In a “last minute information for the court, ” DCFS reported that maternal grandmother observed mother to again have a bruised eye and cut lip. When questioned, mother said she had fought with another woman. Maternal grandmother also reported that two of mother’s tires had been slashed, a car window had been broken, and there was a bullet hole in one of mother’s car doors. Father had been arrested for a misdemeanor. At the 12-month status review hearing on April 3, 2014, the court terminated father’s reunification services. The court stated it believed mother was still seeing father and that mother’s progress had been “partial.” It ordered mother’s services extended “under the condition mother enrolls in a domestic violence program for victims, forthwith.”

E. Eighteen Month Status Review

The 18-month status review report, dated September 5, 2014, said mother had completed a parenting skills class but had not completed a “hands-on” parenting program. Mother reported she had completed individual counseling and a domestic violence support group, but she had not provided DCFS with proof of completion. Mother reported that she and father were no longer in a relationship and that she had moved to San Bernardino County, where she had no contact with father. She told DCFS she had an appointment on September 3, 2014, with the Housing Authority in San Bernardino. DCFS evaluated the risk of future harm to be “high” and recommended terminating mother’s reunification services.

On September 5, the court continued the hearing to October 10. The record does not reflect why or at whose request the hearing was continued. The hearing subsequently was again continued to October 30, apparently at mother’s request.

In a “last minute information for the court” dated October 2, 2014, DCFS said it had confirmed mother’s completion of individual counseling and domestic violence education. Mother claimed not to have seen father since July 2014, but the “CSW has been informed on two occasions that the mother continues to have interaction with the father of the children.” Mother reported she did not currently have appropriate housing for the children as she was no longer working, had not received a housing voucher, and could not afford to pay for housing. Based on the forgoing, DCFS recommended termination of mother’s reunification services.

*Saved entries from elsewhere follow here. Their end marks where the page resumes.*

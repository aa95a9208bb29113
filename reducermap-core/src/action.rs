//! Typed actions.

use serde::{Deserialize, Serialize};
use serde_json::{Map, Value};

/// The default payload type: the remaining fields of a JSON action.
pub type Payload = Map<String, Value>;

/// A typed event: a `type` discriminator plus payload fields.
///
/// Serialized form is flat, `{"type": "add", "amount": 2}`, with every field
/// other than `type` forming the payload.
///
/// # Example
///
/// ```rust,ignore
/// let action: Action = serde_json::from_value(json!({"type": "add", "amount": 2}))?;
/// assert_eq!(action.kind(), "add");
/// ```
#[derive(Debug, Clone, PartialEq, Serialize, Deserialize)]
pub struct Action<P = Payload> {
    #[serde(rename = "type")]
    kind: String,
    #[serde(flatten)]
    payload: P,
}

impl<P> Action<P> {
    /// Create an action with the given type and payload.
    pub fn with_payload(kind: impl Into<String>, payload: P) -> Self {
        Self {
            kind: kind.into(),
            payload,
        }
    }

    /// The action type.
    pub fn kind(&self) -> &str {
        &self.kind
    }

    /// The payload fields.
    pub fn payload(&self) -> &P {
        &self.payload
    }

    /// Split into `(type, payload)`.
    pub fn split(self) -> (String, P) {
        (self.kind, self.payload)
    }
}

impl Action<Payload> {
    /// Create an action with an empty JSON payload.
    pub fn new(kind: impl Into<String>) -> Self {
        Self::with_payload(kind, Payload::new())
    }

    /// Add a payload field.
    pub fn field(mut self, key: impl Into<String>, value: impl Into<Value>) -> Self {
        self.payload.insert(key.into(), value.into());
        self
    }
}
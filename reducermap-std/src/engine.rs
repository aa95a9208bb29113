//! # Dispatch Engine
//!
//! Runs one full action cycle: `pre` interceptor, the planned handlers for
//! the action type, `post` interceptor. Every partial result is shallow-merged
//! into a cycle-local accumulator, so the caller's state is never touched and
//! a failed cycle has no visible effect.

use reducermap_core::{
    Action, Dispatcher, HandlerMap, Merge, Meta, Payload, ReducerError, SharedHandler, resolver,
};
use std::{fmt, sync::OnceLock};

/// The state-transition engine for one handler map.
///
/// # Example
/// ```ignore
/// let engine = Engine::new(map);
/// let next = engine.run(Some(&state), Action::new("add").field("amount", 2))?;
/// ```
pub struct Engine<S, P = Payload> {
    map: HandlerMap<S, P>,
    dispatcher: OnceLock<Dispatcher<P>>,
}

impl<S, P> Engine<S, P> {
    /// Create an engine over `map`.
    pub fn new(map: HandlerMap<S, P>) -> Self {
        Self {
            map,
            dispatcher: OnceLock::new(),
        }
    }

    /// Create an engine, faulting with [`ReducerError::ActionMapUndefined`]
    /// when no map is supplied.
    pub fn create(map: Option<HandlerMap<S, P>>) -> Result<Self, ReducerError> {
        map.map(Self::new).ok_or(ReducerError::ActionMapUndefined)
    }

    /// Bind the dispatch reference at construction.
    pub fn with_dispatcher(mut self, dispatcher: Dispatcher<P>) -> Self {
        self.dispatcher = OnceLock::from(dispatcher);
        self
    }

    /// Assign the stable dispatch reference handed to type-scoped handlers.
    ///
    /// The reference can be assigned once; a second call hands the rejected
    /// dispatcher back.
    pub fn attach(&self, dispatcher: Dispatcher<P>) -> Result<(), Dispatcher<P>> {
        self.dispatcher.set(dispatcher)
    }

    /// The attached dispatch reference.
    pub fn dispatcher(&self) -> Option<&Dispatcher<P>> {
        self.dispatcher.get()
    }

    /// The handler map.
    pub fn map(&self) -> &HandlerMap<S, P> {
        &self.map
    }
}

impl<S: Merge, P: 'static> Engine<S, P> {
    /// Run one cycle and return the next state.
    ///
    /// An absent `state` starts the cycle from `S::default()`.
    pub fn run(&self, state: Option<&S>, action: Action<P>) -> Result<S, ReducerError> {
        let (kind, payload) = action.split();
        let start = state.cloned().unwrap_or_default();

        #[cfg(feature = "tracing")]
        {
            tracing::debug!(action = %kind, "cycle started");
        }

        let result = self.cycle(&kind, &payload, start);

        #[cfg(feature = "tracing")]
        {
            match &result {
                Ok(_) => tracing::debug!(action = %kind, "cycle finished"),
                Err(err) => tracing::warn!(action = %kind, error = %err, "cycle aborted"),
            }
        }

        result
    }

    fn cycle(&self, kind: &str, payload: &P, mut state: S) -> Result<S, ReducerError> {
        if let Some(pre) = self.map.pre() {
            let partial = invoke(pre, &state, payload, &Meta::intercept(kind))?;
            state.merge(partial);
        }

        let meta = Meta::scoped(kind, self.dispatcher.get());
        let plan = resolver::resolve(kind, self.map.get(kind))?;

        #[cfg(feature = "tracing")]
        {
            tracing::trace!(action = %kind, steps = plan.len(), "entry resolved");
        }

        for (_index, step) in plan.iter().enumerate() {
            #[cfg(feature = "tracing")]
            {
                tracing::trace!(action = %kind, step = _index, helpers = step.helpers().is_some(), "step");
            }

            let partial = invoke(
                step.handler(),
                &state,
                payload,
                &meta.with_helpers(step.helpers()),
            )?;
            state.merge(partial);
        }

        if let Some(post) = self.map.post() {
            let partial = invoke(post, &state, payload, &Meta::intercept(kind))?;
            state.merge(partial);
        }

        Ok(state)
    }
}

fn invoke<S: 'static, P: 'static>(
    handler: &SharedHandler<S, P>,
    state: &S,
    payload: &P,
    meta: &Meta<'_, P>,
) -> Result<S, ReducerError> {
    handler
        .call(state, payload, meta)
        .map_err(|source| ReducerError::Handler {
            kind: meta.kind().to_string(),
            source,
        })
}

impl<S, P> fmt::Debug for Engine<S, P> {
    fn fmt(&self, f: &mut fmt::Formatter<'_>) -> fmt::Result {
        f.debug_struct("Engine")
            .field("map", &self.map)
            .field("dispatcher", &self.dispatcher.get())
            .finish()
    }
}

In an additional “last minute information for the court” dated October 30, 2014, DCFS said mother reported that she had started working again and had rented an apartment. However, as of the date of the report mother had not provided DCFS with the contact information necessary to allow it to verify her employment or apartment rental.

The court held a contested hearing on October 30, 2014. Mother testified that father had assaulted her in the past, most recently in January 2014. Mother said she had learned through her domestic violence classes that “it’s not okay to be stalked, battered, to take any kind of abuse.” She was aware that maternal grandmother believed she was still seeing father, but said she was not. She said since September, she had been visiting her children for several hours each day. She was waiting for her landlord to return her Section 8 papers and expected to finalize her Section 8 housing in about three weeks. In the interim, mother was living with a friend. Mother’s counsel requested that the children be returned to mother; alternatively, counsel requested a three week continuance to allow mother to obtain housing.

Mother conceded she had not told DCFS where she was staying because “I didn’t think it was necessary. It is just temporary... until my housing comes through.” She also noted that until recently, she had been staying with her uncle in San Bernardino.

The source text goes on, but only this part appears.